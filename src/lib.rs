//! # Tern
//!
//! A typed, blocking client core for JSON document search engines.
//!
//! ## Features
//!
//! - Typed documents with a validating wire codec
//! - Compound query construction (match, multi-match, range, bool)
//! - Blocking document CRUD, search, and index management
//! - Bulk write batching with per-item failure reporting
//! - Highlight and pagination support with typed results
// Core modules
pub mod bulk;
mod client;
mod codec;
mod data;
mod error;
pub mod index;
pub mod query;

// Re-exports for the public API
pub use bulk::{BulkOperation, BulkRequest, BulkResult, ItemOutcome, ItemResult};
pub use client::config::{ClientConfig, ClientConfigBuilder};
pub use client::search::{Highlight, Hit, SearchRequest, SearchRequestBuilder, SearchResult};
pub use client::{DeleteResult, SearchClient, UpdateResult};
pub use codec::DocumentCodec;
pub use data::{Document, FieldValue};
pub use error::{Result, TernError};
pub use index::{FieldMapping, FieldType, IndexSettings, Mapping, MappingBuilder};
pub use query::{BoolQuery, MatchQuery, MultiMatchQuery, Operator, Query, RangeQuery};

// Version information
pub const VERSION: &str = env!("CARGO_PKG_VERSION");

+++

Brief =>
Scan the records above for the string "Highlight", then copy each line where it turns up.

Exercise result =>
//! - Highlight and pagination support with typed results
pub use client::search::{Highlight, Hit, SearchRequest, SearchRequestBuilder, SearchResult};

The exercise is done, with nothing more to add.